The Complexities of Same-Sex Divorce
Dec. 18, 2018
Your right to marry your partner came after much struggle and suffering, as is true with the winning of many important rights. When the U.S. Supreme Court delivered its landmark ruling legalizing same-sex marriage in all 50 states, you and your partner could enjoy the same protections as opposite-sex couples, including tax benefits, insurance coverage and surrogate authority for medical decisions.

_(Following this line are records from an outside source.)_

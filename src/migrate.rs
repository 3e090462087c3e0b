//! Idempotent schema setup for the tables this crate owns.
//!
//! The lexical backend creates its own tables through
//! [`LexicalIndexGateway::ensure_index`](crate::lexical::LexicalIndexGateway::ensure_index).

use anyhow::Result;
use sqlx::SqlitePool;

use crate::config::Config;
use crate::db;

pub async fn run_migrations(config: &Config) -> Result<()> {
    let pool = db::connect(config).await?;
    apply(&pool).await?;
    pool.close().await;
    Ok(())
}

/// Create ledger and cache tables on an already-open pool.
pub async fn apply(pool: &SqlitePool) -> Result<()> {
    // One row per chunk whose vector was written. `linked` flips to 1 once
    // the matching lexical document exists.
    sqlx::query(
        r#"
        CREATE TABLE IF NOT EXISTS chunk_links (
            doc_id TEXT PRIMARY KEY,
            document_name TEXT NOT NULL,
            ordinal INTEGER NOT NULL,
            embedding_id INTEGER NOT NULL,
            content TEXT NOT NULL,
            linked INTEGER NOT NULL DEFAULT 0,
            created_at INTEGER NOT NULL,
            linked_at INTEGER
        )
        "#,
    )
    .execute(pool)
    .await?;

    sqlx::query(
        r#"
        CREATE TABLE IF NOT EXISTS cache_entries (
            key TEXT PRIMARY KEY,
            value TEXT NOT NULL,
            expires_at INTEGER NOT NULL
        )
        "#,
    )
    .execute(pool)
    .await?;

    sqlx::query("CREATE INDEX IF NOT EXISTS idx_chunk_links_linked ON chunk_links(linked)")
        .execute(pool)
        .await?;
    sqlx::query(
        "CREATE INDEX IF NOT EXISTS idx_chunk_links_document ON chunk_links(document_name)",
    )
    .execute(pool)
    .await?;

    Ok(())
}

You also now have the right to end your marriage through divorce. While this is often a painful decision for any married couple, you may be one of the many same-sex spouses whose circumstances make for a very complicated divorce.
A Tangle of Issues
While New York allowed same-sex partners to marry several years before federal law legalized it, you and your partner may have been together for years or decades prior to this. Like many partners, you may have shared a private commitment to each other, purchased property and accumulated assets as a couple. You may even have adopted and raised children together.
The complications you face now as you consider divorce revolve around determining the dates when your relationship began. While you were not married in the years prior to the legalization of same-sex marriage, those years may count in some circumstances toward deciding how to divide your assets, particularly retirement funds and their tax ramifications. They may also affect any claims for alimony.
Children and Other Matters
If you or your spouse adopted a child as a single person before you were married, you may have agreed to raise the child together despite only one of you being the legal parent. Your divorce could effectively sever that relationship leaving the former partner with no parental rights. If you are the adoptive parent, you may want a clean break from your spouse, but this may not be in the best interests of your children who have known your partner as a parent perhaps their whole lives.
No one can summarize or generalize the unique aspects of your relationship, marriage and divorce, and you undoubtedly have many delicate matters to resolve as you go through the divorce process. You and your partner may be able to work through some of these matters with careful negotiation, but it is important to ensure your rights are protected. Seeking the assistance of an attorney who is dedicated to family law issues related to same-sex partners is a wise move to make at any stage of the divorce.